§ **EXERCISE BRIEF**: Read the data that follows. Then repeat it exactly.

Stored data entries
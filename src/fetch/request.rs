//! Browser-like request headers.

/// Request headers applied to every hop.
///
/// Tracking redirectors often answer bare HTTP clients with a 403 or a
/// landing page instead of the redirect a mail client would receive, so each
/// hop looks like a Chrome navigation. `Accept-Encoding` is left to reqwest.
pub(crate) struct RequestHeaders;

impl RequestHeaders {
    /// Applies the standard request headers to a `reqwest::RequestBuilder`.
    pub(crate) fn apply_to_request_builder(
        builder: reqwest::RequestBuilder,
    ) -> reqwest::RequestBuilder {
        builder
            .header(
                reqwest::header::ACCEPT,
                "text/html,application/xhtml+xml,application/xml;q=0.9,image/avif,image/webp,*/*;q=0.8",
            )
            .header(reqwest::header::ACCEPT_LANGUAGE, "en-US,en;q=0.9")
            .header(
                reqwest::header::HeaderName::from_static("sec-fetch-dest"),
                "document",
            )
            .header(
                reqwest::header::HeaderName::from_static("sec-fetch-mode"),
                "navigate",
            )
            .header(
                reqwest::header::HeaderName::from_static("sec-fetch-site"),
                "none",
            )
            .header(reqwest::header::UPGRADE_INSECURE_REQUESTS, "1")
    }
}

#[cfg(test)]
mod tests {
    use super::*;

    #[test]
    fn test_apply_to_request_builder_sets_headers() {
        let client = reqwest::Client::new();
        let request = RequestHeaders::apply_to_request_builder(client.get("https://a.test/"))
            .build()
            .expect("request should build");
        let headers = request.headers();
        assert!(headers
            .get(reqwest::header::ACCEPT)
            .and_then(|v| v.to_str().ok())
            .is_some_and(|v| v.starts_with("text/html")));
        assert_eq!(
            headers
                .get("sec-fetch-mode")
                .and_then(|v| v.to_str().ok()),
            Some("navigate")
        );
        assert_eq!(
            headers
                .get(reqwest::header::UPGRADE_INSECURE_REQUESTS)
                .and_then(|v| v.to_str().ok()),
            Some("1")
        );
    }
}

§ **FINISHED TASK**:
filename src/fetch/request.rs
//! Browser-like request headers.

/// Request headers applied to every hop.
///
/// Tracking redirectors often answer bare HTTP clients with a 403 or a
/// landing page instead of the redirect a mail client would receive, so each
/// hop looks like a Chrome navigation. `Accept-Encoding` is left to reqwest.
pub(crate) struct RequestHeaders;

impl RequestHeaders {
    /// Applies the standard request headers to a `reqwest::RequestBuilder`.
    pub(crate) fn apply_to_request_builder(
        builder: reqwest::RequestBuilder,
    ) -> reqwest::RequestBuilder {
        builder
            .header(
                reqwest::header::ACCEPT,
                "text/html,application/xhtml+xml,application/xml;q=0.9,image/avif,image/webp,*/*;q=0.8",
            )
            .header(reqwest::header::ACCEPT_LANGUAGE, "en-US,en;q=0.9")
            .header(
                reqwest::header::HeaderName::from_static("sec-fetch-dest"),
                "document",
            )
            .header(
                reqwest::header::HeaderName::from_static("sec-fetch-mode"),
                "navigate",
            )
            .header(
                reqwest::header::HeaderName::from_static("sec-fetch-site"),
                "none",
            )
            .header(reqwest::header::UPGRADE_INSECURE_REQUESTS, "1")
    }
}

#[cfg(test)]
mod tests {
    use super::*;

    #[test]
    fn test_apply_to_request_builder_sets_headers() {
        let client = reqwest::Client::new();
        let request = RequestHeaders::apply_to_request_builder(client.get("https://a.test/"))
            .build()
            .expect("request should build");
        let headers = request.headers();
        assert!(headers
            .get(reqwest::header::ACCEPT)
            .and_then(|v| v.to_str().ok())
            .is_some_and(|v| v.starts_with("text/html")));
        assert_eq!(
            headers
                .get("sec-fetch-mode")
                .and_then(|v| v.to_str().ok()),
            Some("navigate")
        );
        assert_eq!(
            headers
                .get(reqwest::header::UPGRADE_INSECURE_REQUESTS)
                .and_then(|v| v.to_str().ok()),
            Some("1")
        );
    }
}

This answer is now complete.